Some business in Allentown are, whether they like it or not.
A new tax zone called a"Neighborhood Improvement Zone" is helping to pay for the soon-to-be-built hockey arena.
Businesses have been told to get on board or face a fine, but what's in it for them?
"I'm uneasy because it's new, and not everybody knows what's going on, but yet they want to fine us 10 percent if we don't comply," said Steve Knauss, who owns Knauss and Sons Locksmiths with his brother, Dan.
The family-owned business is one of 132 within the NIZ, a 125 acre zone that focuses mainly on the area surrounding the new hockey arena.
But in some cases, businesses like the Allentown Brew Works share space with the Keystone Opportunity Zone.
City officials said the first floor of the Brew Works is in the tax-free KOZ, but some of the upper floors are in the NIZ.
All the tax revenue from the NIZ is sent back to the city to pay for the soon-to-be-built arena and other related economic development projects within the zone.

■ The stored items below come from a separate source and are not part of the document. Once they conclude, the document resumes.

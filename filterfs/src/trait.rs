//! FileSystem and File trait definitions

use crate::error::VfsResult;
use crate::metadata::{FileMode, Metadata, OpenFlags};
use std::fmt::Debug;
use std::io::{Read, Seek, Write};
use std::path::Path;
use std::time::SystemTime;

/// An open file handle.
///
/// Handles are closed when dropped. Reads, writes and seeks go through the
/// standard `io` traits.
pub trait File: Read + Write + Seek + Send + Debug {
    /// Name the handle was opened with
    fn name(&self) -> &str;

    /// Metadata of the underlying file
    fn stat(&self) -> VfsResult<Metadata>;

    /// Flush buffered data to the backing store
    fn sync(&mut self) -> VfsResult<()>;

    /// Resize the file to `size` bytes
    fn truncate(&mut self, size: u64) -> VfsResult<()>;

    /// List the entries of a directory handle, sorted by name
    fn read_dir(&mut self) -> VfsResult<Vec<Metadata>>;
}

/// Filesystem capability
///
/// Provides a unified interface for file operations, decoupling code from
/// specific file system implementations. The same trait is implemented by
/// sources, by filters and by `FilterChain` itself, so a chain can be used
/// anywhere a filesystem is expected.
///
/// # Implementations
/// - `MemoryFileSystem`: In-memory file system
/// - `NativeFileSystem`: Native OS file system
/// - `FilterChain`: filters in front of a source
pub trait FileSystem: Send + Sync {
    /// Create a file, truncating it if it exists.
    ///
    /// The handle is open for reading and writing.
    fn create(&self, path: &Path) -> VfsResult<Box<dyn File>>;

    /// Open a file for reading
    fn open(&self, path: &Path) -> VfsResult<Box<dyn File>>;

    /// Open a file with explicit flags.
    ///
    /// `mode` only applies when the file is created.
    fn open_with_flags(
        &self,
        path: &Path,
        flags: OpenFlags,
        mode: FileMode,
    ) -> VfsResult<Box<dyn File>>;

    /// Create a single directory; the parent must exist
    fn mkdir(&self, path: &Path, mode: FileMode) -> VfsResult<()>;

    /// Create a directory and any missing parents
    ///
    /// Succeeds without changes if the directory already exists.
    fn mkdir_all(&self, path: &Path, mode: FileMode) -> VfsResult<()>;

    /// Remove a file or an empty directory
    fn remove(&self, path: &Path) -> VfsResult<()>;

    /// Remove a path and everything below it
    ///
    /// Succeeds if the path does not exist.
    fn remove_all(&self, path: &Path) -> VfsResult<()>;

    /// Move `from` to `to`, replacing `to` if present
    fn rename(&self, from: &Path, to: &Path) -> VfsResult<()>;

    /// Retrieve metadata
    fn stat(&self, path: &Path) -> VfsResult<Metadata>;

    /// Identifies the filesystem implementation
    fn name(&self) -> &str;

    /// Change permission bits
    fn chmod(&self, path: &Path, mode: FileMode) -> VfsResult<()>;

    /// Change access and modification times
    fn chtimes(&self, path: &Path, accessed: SystemTime, modified: SystemTime) -> VfsResult<()>;
}
//! filterfs - Filter chains over a virtual file system
//!
//! A `FilterChain` wraps a source filesystem and runs every operation
//! through an ordered chain of filter filesystems first. Any filter may veto
//! the call by returning an error; only when all filters agree does the call
//! reach the source.
//!
//! The crate also provides the capability traits shared by sources and
//! filters (`FileSystem`, `File`) and two sources:
//! - `MemoryFileSystem`: in-memory tree, for tests and sandboxes
//! - `NativeFileSystem`: the host filesystem through `std::fs`
//!
//! # Usage
//! ```rust
//! use filterfs::{FileSystem, FilterChain, MemoryFileSystem};
//! use std::path::Path;
//!
//! let chain = FilterChain::new(MemoryFileSystem::new());
//! chain.create(Path::new("/hello.txt")).unwrap();
//! assert!(chain.stat(Path::new("/hello.txt")).unwrap().is_file());
//! ```

mod chain;
mod error;
pub mod logging;
mod memory;
mod metadata;
mod native;
mod r#trait;

pub use chain::FilterChain;
pub use error::{VfsError, VfsResult};
pub use memory::{MemoryFile, MemoryFileSystem};
pub use metadata::{FileMode, Metadata, OpenFlags};
pub use native::{NativeFile, NativeFileSystem};
pub use r#trait::{File, FileSystem};

pub use filterfs_config as config;

/// Create a new memory-based file system.
pub fn memory_fs() -> MemoryFileSystem {
    MemoryFileSystem::new()
}

/// Create a new native file system.
pub fn native_fs() -> NativeFileSystem {
    NativeFileSystem::new()
}
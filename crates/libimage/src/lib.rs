//! Pull resolution: turning an image locator into an ordered plan of
//! source/destination pairs and executing it against a copy layer.
pub mod archive;
pub mod cancel;
pub mod copy;
pub mod error;
pub mod goal;
pub mod name;
pub mod pull;
pub mod reference;
pub mod registries;
pub mod retry;
pub mod store;
pub mod system_context;

#[cfg(test)]
pub(crate) mod test_utils;

pub use error::{PullError, Result};
pub use goal::{PullGoal, RefPair};
pub use pull::{PullOptions, Puller};
pub use reference::{ImageReference, Transport};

City officials said that will benefit NIZ businesses two fold with things like infrastructure improvements and low-interest or no-interest loans to NIZ businesses.
"Some of those same dollars that they paid in to their regular state and tax liability to do their own economic development projects," said Marc Feller, NIZ consultant.
"That's great if it's going to increase business and help people maybe put a new façade," said Knauss.
This is the first NIZ in the state, so there are a lot of questions to be ironed out before the January 30 reporting date.
City offcials said other municipalities are watching to see how it works.